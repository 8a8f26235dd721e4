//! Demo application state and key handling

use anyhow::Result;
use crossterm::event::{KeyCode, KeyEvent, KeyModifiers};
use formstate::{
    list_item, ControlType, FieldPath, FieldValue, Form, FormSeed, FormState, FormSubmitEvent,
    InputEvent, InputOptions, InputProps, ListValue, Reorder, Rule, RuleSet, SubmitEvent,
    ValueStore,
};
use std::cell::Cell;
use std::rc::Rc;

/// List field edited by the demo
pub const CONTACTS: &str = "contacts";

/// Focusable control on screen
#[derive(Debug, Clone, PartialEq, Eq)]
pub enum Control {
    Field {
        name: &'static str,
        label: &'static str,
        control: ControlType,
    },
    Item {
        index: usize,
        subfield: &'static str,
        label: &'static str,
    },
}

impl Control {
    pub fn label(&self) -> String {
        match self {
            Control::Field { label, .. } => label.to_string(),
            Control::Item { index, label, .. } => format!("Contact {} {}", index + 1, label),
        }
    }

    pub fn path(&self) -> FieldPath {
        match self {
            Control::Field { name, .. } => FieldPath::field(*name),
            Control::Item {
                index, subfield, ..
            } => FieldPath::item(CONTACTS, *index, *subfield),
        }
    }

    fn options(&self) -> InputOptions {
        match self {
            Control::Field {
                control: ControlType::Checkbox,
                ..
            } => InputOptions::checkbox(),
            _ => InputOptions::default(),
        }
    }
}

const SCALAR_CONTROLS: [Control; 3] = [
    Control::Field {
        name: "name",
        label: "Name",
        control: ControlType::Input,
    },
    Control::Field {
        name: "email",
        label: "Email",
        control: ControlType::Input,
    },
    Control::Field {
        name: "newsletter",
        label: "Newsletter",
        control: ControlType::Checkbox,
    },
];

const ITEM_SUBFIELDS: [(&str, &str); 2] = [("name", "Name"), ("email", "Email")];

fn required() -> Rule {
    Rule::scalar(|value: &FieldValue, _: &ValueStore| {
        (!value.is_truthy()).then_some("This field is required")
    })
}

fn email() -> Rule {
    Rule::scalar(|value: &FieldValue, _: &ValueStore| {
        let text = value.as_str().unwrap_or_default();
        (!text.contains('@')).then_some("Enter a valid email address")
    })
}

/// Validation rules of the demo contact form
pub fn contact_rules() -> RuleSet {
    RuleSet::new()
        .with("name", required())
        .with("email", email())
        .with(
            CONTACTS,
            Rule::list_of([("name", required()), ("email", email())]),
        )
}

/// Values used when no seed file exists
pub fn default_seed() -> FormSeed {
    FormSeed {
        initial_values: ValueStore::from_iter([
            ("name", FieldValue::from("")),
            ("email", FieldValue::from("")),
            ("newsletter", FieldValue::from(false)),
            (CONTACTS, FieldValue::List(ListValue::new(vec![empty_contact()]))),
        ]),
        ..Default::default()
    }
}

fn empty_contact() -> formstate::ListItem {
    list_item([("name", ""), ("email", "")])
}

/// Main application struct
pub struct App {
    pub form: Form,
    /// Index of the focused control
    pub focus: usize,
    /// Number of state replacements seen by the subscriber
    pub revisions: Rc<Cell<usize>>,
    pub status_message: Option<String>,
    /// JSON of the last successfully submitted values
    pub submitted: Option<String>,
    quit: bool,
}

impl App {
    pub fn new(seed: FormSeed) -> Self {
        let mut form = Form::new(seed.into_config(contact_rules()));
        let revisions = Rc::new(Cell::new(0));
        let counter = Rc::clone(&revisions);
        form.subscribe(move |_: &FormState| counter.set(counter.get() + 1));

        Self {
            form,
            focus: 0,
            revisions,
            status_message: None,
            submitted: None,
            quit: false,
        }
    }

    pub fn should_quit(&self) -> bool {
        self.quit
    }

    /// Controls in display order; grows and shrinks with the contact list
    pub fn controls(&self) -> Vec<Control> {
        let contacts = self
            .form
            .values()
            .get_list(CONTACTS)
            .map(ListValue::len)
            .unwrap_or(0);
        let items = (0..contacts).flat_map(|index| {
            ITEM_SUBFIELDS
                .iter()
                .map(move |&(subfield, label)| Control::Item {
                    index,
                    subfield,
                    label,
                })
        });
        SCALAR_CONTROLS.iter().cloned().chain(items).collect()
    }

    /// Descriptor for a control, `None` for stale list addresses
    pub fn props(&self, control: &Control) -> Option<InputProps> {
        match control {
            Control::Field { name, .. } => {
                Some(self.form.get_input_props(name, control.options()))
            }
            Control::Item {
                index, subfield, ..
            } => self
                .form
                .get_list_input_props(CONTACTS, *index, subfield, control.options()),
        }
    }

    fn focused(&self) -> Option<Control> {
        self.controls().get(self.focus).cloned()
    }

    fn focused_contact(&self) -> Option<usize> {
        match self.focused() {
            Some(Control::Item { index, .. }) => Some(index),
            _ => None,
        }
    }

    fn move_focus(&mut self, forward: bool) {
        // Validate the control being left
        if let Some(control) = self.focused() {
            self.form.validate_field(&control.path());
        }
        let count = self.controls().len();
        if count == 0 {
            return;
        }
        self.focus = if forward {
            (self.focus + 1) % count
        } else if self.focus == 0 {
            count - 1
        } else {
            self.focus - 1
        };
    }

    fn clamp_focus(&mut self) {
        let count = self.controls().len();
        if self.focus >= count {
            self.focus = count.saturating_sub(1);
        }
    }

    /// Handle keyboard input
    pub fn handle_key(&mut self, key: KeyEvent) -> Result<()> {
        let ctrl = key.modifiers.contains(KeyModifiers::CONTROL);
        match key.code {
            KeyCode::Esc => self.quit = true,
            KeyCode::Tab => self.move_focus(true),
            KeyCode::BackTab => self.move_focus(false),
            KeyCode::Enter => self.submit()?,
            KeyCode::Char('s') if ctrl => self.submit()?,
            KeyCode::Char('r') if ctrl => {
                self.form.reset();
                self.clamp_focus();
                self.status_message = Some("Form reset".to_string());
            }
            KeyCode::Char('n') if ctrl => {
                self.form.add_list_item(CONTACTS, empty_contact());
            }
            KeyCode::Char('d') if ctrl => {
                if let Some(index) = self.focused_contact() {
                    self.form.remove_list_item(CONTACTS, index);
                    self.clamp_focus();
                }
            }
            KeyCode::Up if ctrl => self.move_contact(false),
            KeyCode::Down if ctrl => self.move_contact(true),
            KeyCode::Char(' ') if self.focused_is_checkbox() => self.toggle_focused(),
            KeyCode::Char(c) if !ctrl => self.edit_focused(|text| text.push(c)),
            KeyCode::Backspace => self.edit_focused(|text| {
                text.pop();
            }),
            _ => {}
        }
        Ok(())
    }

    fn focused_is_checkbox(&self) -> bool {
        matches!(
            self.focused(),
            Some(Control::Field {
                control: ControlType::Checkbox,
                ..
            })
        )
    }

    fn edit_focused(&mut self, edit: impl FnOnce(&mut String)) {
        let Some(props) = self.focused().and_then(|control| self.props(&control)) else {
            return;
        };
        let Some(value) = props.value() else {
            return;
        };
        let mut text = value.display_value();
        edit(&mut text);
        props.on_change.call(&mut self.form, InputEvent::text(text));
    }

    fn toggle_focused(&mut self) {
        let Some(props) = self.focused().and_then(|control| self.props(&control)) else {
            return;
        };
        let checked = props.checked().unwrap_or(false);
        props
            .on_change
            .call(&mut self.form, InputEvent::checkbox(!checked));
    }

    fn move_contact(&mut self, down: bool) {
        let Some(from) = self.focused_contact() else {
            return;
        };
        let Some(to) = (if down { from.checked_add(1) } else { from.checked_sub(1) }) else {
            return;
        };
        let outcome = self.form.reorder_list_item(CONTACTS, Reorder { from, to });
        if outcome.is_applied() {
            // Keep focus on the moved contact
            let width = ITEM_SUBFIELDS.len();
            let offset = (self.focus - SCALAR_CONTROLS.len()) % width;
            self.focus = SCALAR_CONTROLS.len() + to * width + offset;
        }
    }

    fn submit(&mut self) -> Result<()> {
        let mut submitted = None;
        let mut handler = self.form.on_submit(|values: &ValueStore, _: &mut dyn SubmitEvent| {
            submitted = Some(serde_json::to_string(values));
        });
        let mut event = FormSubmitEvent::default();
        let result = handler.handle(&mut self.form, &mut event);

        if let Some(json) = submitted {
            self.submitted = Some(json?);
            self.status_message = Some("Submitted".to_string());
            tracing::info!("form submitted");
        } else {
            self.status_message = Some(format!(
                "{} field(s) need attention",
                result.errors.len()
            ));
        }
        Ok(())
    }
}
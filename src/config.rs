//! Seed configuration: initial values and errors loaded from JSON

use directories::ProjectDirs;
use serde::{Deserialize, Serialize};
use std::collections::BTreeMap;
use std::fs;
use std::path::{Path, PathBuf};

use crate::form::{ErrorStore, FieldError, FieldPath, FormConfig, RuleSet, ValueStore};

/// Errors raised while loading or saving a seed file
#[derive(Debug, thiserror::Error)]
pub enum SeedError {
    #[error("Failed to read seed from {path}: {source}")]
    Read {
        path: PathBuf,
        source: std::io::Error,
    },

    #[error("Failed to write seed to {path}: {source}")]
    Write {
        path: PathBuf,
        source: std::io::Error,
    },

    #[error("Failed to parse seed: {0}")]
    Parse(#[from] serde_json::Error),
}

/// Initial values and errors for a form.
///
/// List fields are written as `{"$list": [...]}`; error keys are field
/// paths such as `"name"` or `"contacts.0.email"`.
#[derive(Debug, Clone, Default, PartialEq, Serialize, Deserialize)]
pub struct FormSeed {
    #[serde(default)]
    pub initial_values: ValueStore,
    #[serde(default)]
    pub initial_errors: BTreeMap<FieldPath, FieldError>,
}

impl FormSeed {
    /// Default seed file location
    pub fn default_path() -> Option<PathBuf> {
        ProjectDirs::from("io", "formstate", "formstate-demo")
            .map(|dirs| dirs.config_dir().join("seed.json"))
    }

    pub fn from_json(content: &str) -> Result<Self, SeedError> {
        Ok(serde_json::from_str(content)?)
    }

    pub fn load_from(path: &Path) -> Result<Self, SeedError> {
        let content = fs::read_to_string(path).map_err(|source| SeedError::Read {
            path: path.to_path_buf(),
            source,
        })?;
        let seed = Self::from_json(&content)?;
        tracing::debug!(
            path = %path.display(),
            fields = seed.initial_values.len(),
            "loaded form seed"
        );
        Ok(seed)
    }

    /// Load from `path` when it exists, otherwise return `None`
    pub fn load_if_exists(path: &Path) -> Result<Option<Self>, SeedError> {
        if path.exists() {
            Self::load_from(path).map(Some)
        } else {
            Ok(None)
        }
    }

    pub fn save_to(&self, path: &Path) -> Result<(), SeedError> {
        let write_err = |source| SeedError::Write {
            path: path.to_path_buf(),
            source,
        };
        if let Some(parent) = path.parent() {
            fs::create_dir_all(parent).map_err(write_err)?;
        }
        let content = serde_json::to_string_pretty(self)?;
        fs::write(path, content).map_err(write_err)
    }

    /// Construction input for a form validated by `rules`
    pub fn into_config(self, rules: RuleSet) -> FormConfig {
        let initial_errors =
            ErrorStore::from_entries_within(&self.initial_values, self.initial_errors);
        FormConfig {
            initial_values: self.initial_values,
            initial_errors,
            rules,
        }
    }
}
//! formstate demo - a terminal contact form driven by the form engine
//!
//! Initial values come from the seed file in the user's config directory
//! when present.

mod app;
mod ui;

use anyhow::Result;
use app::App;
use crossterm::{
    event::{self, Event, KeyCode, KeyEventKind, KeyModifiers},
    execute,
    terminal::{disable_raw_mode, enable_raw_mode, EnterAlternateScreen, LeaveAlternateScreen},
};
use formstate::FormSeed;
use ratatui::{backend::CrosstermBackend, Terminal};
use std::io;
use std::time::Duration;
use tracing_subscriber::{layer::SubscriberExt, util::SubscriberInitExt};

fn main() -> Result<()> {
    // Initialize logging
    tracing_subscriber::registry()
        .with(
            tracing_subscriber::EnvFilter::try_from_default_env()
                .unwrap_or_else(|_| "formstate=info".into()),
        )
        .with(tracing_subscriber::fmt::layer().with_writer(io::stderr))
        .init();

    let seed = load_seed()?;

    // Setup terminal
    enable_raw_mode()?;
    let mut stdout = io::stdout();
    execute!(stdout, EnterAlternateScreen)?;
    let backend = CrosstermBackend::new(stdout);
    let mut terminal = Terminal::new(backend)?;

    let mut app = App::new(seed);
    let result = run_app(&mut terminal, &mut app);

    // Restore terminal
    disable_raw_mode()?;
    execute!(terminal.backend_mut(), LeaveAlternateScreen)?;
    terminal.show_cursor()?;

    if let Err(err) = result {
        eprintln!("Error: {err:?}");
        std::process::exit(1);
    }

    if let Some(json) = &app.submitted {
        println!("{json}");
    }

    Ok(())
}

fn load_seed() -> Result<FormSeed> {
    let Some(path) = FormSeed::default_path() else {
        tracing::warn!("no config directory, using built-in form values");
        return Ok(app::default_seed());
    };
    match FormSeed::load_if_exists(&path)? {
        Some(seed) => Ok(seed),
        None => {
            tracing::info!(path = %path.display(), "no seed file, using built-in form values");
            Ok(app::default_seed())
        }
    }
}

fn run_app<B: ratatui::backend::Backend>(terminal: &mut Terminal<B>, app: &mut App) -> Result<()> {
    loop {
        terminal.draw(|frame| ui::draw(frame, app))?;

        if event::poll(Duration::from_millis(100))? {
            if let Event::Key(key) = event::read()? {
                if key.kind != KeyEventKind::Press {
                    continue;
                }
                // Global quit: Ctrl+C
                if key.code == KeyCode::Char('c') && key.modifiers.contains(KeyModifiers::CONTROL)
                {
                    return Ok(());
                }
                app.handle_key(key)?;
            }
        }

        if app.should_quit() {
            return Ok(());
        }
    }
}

_TASK ITEM_
Using the listing above, list every line in which the string "RuleSet" occurs.

_SOLUTION TO THIS PROBLEM_
    InputEvent, InputOptions, InputProps, ListValue, Reorder, Rule, RuleSet, SubmitEvent,
pub fn contact_rules() -> RuleSet {
    RuleSet::new()
use crate::form::{ErrorStore, FieldError, FieldPath, FormConfig, RuleSet, ValueStore};
    pub fn into_config(self, rules: RuleSet) -> FormConfig {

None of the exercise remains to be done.